● Work to be completed
Your task is to repeat the listing exactly.

● Excerpted data
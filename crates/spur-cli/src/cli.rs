//! CLI argument definitions using clap
//!
//! This module contains all the clap structs and enums for parsing CLI arguments.
//! The actual command implementations are in the `commands` module.

use std::path::PathBuf;

use clap::{Parser, Subcommand};

/// Spur - Turn expenses into reward coins
#[derive(Parser)]
#[command(name = "spur")]
#[command(about = "Reward scoring engine for budget gamification", long_about = None)]
#[command(version)]
pub struct Cli {
    /// Enable verbose logging
    #[arg(short, long, global = true)]
    pub verbose: bool,

    /// Model artifact path (JSON)
    ///
    /// Falls back to SPUR_MODEL_PATH, then the platform data directory
    /// (~/.local/share/spur/model/reward_model.json). Without an
    /// artifact, scoring uses the deterministic fallback rules.
    #[arg(long, global = true)]
    pub model: Option<PathBuf>,

    #[command(subcommand)]
    pub command: Commands,
}

#[derive(Subcommand)]
pub enum Commands {
    /// Start the scoring API server
    Serve {
        /// Port to listen on
        #[arg(short, long, default_value = "5000")]
        port: u16,

        /// Host to bind to
        #[arg(long, default_value = "127.0.0.1")]
        host: String,

        /// Allowed CORS origin (repeat for multiple)
        #[arg(long = "cors-origin")]
        cors_origins: Vec<String>,
    },

    /// Score a single expense event and print the result as JSON
    Score {
        /// Transaction amount
        #[arg(short, long)]
        amount: f64,

        /// Spending category (e.g. food, entertainment)
        #[arg(short, long)]
        category: String,

        /// ISO-8601 timestamp (defaults to now)
        #[arg(short, long)]
        timestamp: Option<String>,

        /// Spending velocity relative to the user's norm
        #[arg(long, default_value = "1.0")]
        velocity: f64,

        /// Category frequency in [0, 1]
        #[arg(long, default_value = "0.5")]
        frequency: f64,

        /// Cumulative category spend relative to budget
        #[arg(long = "budget-ratio", default_value = "0.5")]
        budget_ratio: f64,
    },

    /// Score every event in a CSV file, one JSON result per line
    Batch {
        /// CSV file with columns: amount, category, timestamp
        /// (optionally spending_velocity, category_frequency, budget_ratio)
        #[arg(short, long)]
        file: PathBuf,
    },

    /// List the known category vocabulary
    Categories,

    /// Show model artifact status
    Model,
}
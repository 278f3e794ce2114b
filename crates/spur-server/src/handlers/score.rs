//! Scoring handlers

use std::sync::Arc;

use axum::{
    extract::{rejection::JsonRejection, State},
    Json,
};
use serde::Serialize;

use crate::{AppError, AppState};
use spur_core::{ExpenseEvent, RewardResult};

/// Response for the smoke-test endpoint
#[derive(Debug, Serialize)]
pub struct TestResponse {
    pub sample_input: ExpenseEvent,
    pub prediction: RewardResult,
}

/// POST /predict-coins - Score one expense event
///
/// Malformed bodies and bad required fields come back as 400 with an
/// `error` message; every internal scoring failure is absorbed by the
/// engine and still yields a well-formed result.
pub async fn predict_coins(
    State(state): State<Arc<AppState>>,
    payload: Result<Json<ExpenseEvent>, JsonRejection>,
) -> Result<Json<RewardResult>, AppError> {
    let Json(event) = payload.map_err(|e| AppError::bad_request(&e.body_text()))?;

    let result = state.engine.score(&event)?;
    Ok(Json(result))
}

/// GET /test - Score a fixed sample event
///
/// Useful as a smoke test: returns both the input and the result.
pub async fn test_prediction(
    State(state): State<Arc<AppState>>,
) -> Result<Json<TestResponse>, AppError> {
    let sample_input = ExpenseEvent {
        amount: 25.50,
        category: "food".to_string(),
        timestamp: chrono::Utc::now().to_rfc3339(),
        spending_velocity: 2.0,
        category_frequency: 0.3,
        budget_ratio: 0.4,
    };

    let prediction = state.engine.score(&sample_input)?;

    Ok(Json(TestResponse {
        sample_input,
        prediction,
    }))
}
//! Request handlers

mod meta;
mod score;

pub use meta::{categories, health, retrain};
pub use score::{predict_coins, test_prediction};
//! Model and vocabulary status commands

use std::path::Path;

use anyhow::Result;

use spur_core::{PolicyTables, RewardModelArtifact};

pub fn cmd_categories() -> Result<()> {
    let tables = PolicyTables::load()?;

    println!("Known categories (policy v{}):", tables.version);
    for name in tables.category_names() {
        let policy = tables.category(&name);
        println!(
            "  {:<16} priority {:.2}  base {:>2} coins",
            name, policy.priority, policy.base_coins
        );
    }
    Ok(())
}

pub fn cmd_model(model_path: Option<&Path>) -> Result<()> {
    let Some(path) = RewardModelArtifact::resolve_path(model_path) else {
        println!("No model artifact configured.");
        println!("Scoring will use the deterministic fallback rules.");
        println!();
        println!("Set --model, SPUR_MODEL_PATH, or place an artifact at");
        println!("<data-dir>/spur/model/reward_model.json to enable the predictor.");
        return Ok(());
    };

    println!("Artifact path: {}", path.display());

    match RewardModelArtifact::load(&path) {
        Ok(artifact) => {
            println!("Status: loaded (version {})", artifact.version);
            println!("Vocabulary: {} categories", artifact.vocabulary.len());
            print!("Layers: ");
            let shapes: Vec<String> = artifact
                .layers
                .iter()
                .map(|l| format!("{}x{}", l.input_len(), l.output_len()))
                .collect();
            println!("{}", shapes.join(" -> "));
        }
        Err(e) => {
            println!("Status: FAILED to load ({})", e);
            println!("The server would fall back to rule-based scoring.");
        }
    }

    Ok(())
}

● Solution to this task
filename crates/spur-cli/src/cli.rs
//! CLI argument definitions using clap
//!
//! This module contains all the clap structs and enums for parsing CLI arguments.
//! The actual command implementations are in the `commands` module.

use std::path::PathBuf;

use clap::{Parser, Subcommand};

/// Spur - Turn expenses into reward coins
#[derive(Parser)]
#[command(name = "spur")]
#[command(about = "Reward scoring engine for budget gamification", long_about = None)]
#[command(version)]
pub struct Cli {
    /// Enable verbose logging
    #[arg(short, long, global = true)]
    pub verbose: bool,

    /// Model artifact path (JSON)
    ///
    /// Falls back to SPUR_MODEL_PATH, then the platform data directory
    /// (~/.local/share/spur/model/reward_model.json). Without an
    /// artifact, scoring uses the deterministic fallback rules.
    #[arg(long, global = true)]
    pub model: Option<PathBuf>,

    #[command(subcommand)]
    pub command: Commands,
}

#[derive(Subcommand)]
pub enum Commands {
    /// Start the scoring API server
    Serve {
        /// Port to listen on
        #[arg(short, long, default_value = "5000")]
        port: u16,

        /// Host to bind to
        #[arg(long, default_value = "127.0.0.1")]
        host: String,

        /// Allowed CORS origin (repeat for multiple)
        #[arg(long = "cors-origin")]
        cors_origins: Vec<String>,
    },

    /// Score a single expense event and print the result as JSON
    Score {
        /// Transaction amount
        #[arg(short, long)]
        amount: f64,

        /// Spending category (e.g. food, entertainment)
        #[arg(short, long)]
        category: String,

        /// ISO-8601 timestamp (defaults to now)
        #[arg(short, long)]
        timestamp: Option<String>,

        /// Spending velocity relative to the user's norm
        #[arg(long, default_value = "1.0")]
        velocity: f64,

        /// Category frequency in [0, 1]
        #[arg(long, default_value = "0.5")]
        frequency: f64,

        /// Cumulative category spend relative to budget
        #[arg(long = "budget-ratio", default_value = "0.5")]
        budget_ratio: f64,
    },

    /// Score every event in a CSV file, one JSON result per line
    Batch {
        /// CSV file with columns: amount, category, timestamp
        /// (optionally spending_velocity, category_frequency, budget_ratio)
        #[arg(short, long)]
        file: PathBuf,
    },

    /// List the known category vocabulary
    Categories,

    /// Show model artifact status
    Model,
}
repository 278f3e794ce2114b
filename crates/spur-server/src/handlers/score.rs
//! Scoring handlers

use std::sync::Arc;

use axum::{
    extract::{rejection::JsonRejection, State},
    Json,
};
use serde::Serialize;

use crate::{AppError, AppState};
use spur_core::{ExpenseEvent, RewardResult};

/// Response for the smoke-test endpoint
#[derive(Debug, Serialize)]
pub struct TestResponse {
    pub sample_input: ExpenseEvent,
    pub prediction: RewardResult,
}

/// POST /predict-coins - Score one expense event
///
/// Malformed bodies and bad required fields come back as 400 with an
/// `error` message; every internal scoring failure is absorbed by the
/// engine and still yields a well-formed result.
pub async fn predict_coins(
    State(state): State<Arc<AppState>>,
    payload: Result<Json<ExpenseEvent>, JsonRejection>,
) -> Result<Json<RewardResult>, AppError> {
    let Json(event) = payload.map_err(|e| AppError::bad_request(&e.body_text()))?;

    let result = state.engine.score(&event)?;
    Ok(Json(result))
}

/// GET /test - Score a fixed sample event
///
/// Useful as a smoke test: returns both the input and the result.
pub async fn test_prediction(
    State(state): State<Arc<AppState>>,
) -> Result<Json<TestResponse>, AppError> {
    let sample_input = ExpenseEvent {
        amount: 25.50,
        category: "food".to_string(),
        timestamp: chrono::Utc::now().to_rfc3339(),
        spending_velocity: 2.0,
        category_frequency: 0.3,
        budget_ratio: 0.4,
    };

    let prediction = state.engine.score(&sample_input)?;

    Ok(Json(TestResponse {
        sample_input,
        prediction,
    }))
}
//! Request handlers

mod meta;
mod score;

pub use meta::{categories, health, retrain};
pub use score::{predict_coins, test_prediction};
//! Model and vocabulary status commands

use std::path::Path;

use anyhow::Result;

use spur_core::{PolicyTables, RewardModelArtifact};

pub fn cmd_categories() -> Result<()> {
    let tables = PolicyTables::load()?;

    println!("Known categories (policy v{}):", tables.version);
    for name in tables.category_names() {
        let policy = tables.category(&name);
        println!(
            "  {:<16} priority {:.2}  base {:>2} coins",
            name, policy.priority, policy.base_coins
        );
    }
    Ok(())
}

pub fn cmd_model(model_path: Option<&Path>) -> Result<()> {
    let Some(path) = RewardModelArtifact::resolve_path(model_path) else {
        println!("No model artifact configured.");
        println!("Scoring will use the deterministic fallback rules.");
        println!();
        println!("Set --model, SPUR_MODEL_PATH, or place an artifact at");
        println!("<data-dir>/spur/model/reward_model.json to enable the predictor.");
        return Ok(());
    };

    println!("Artifact path: {}", path.display());

    match RewardModelArtifact::load(&path) {
        Ok(artifact) => {
            println!("Status: loaded (version {})", artifact.version);
            println!("Vocabulary: {} categories", artifact.vocabulary.len());
            print!("Layers: ");
            let shapes: Vec<String> = artifact
                .layers
                .iter()
                .map(|l| format!("{}x{}", l.input_len(), l.output_len()))
                .collect();
            println!("{}", shapes.join(" -> "));
        }
        Err(e) => {
            println!("Status: FAILED to load ({})", e);
            println!("The server would fall back to rule-based scoring.");
        }
    }

    Ok(())
}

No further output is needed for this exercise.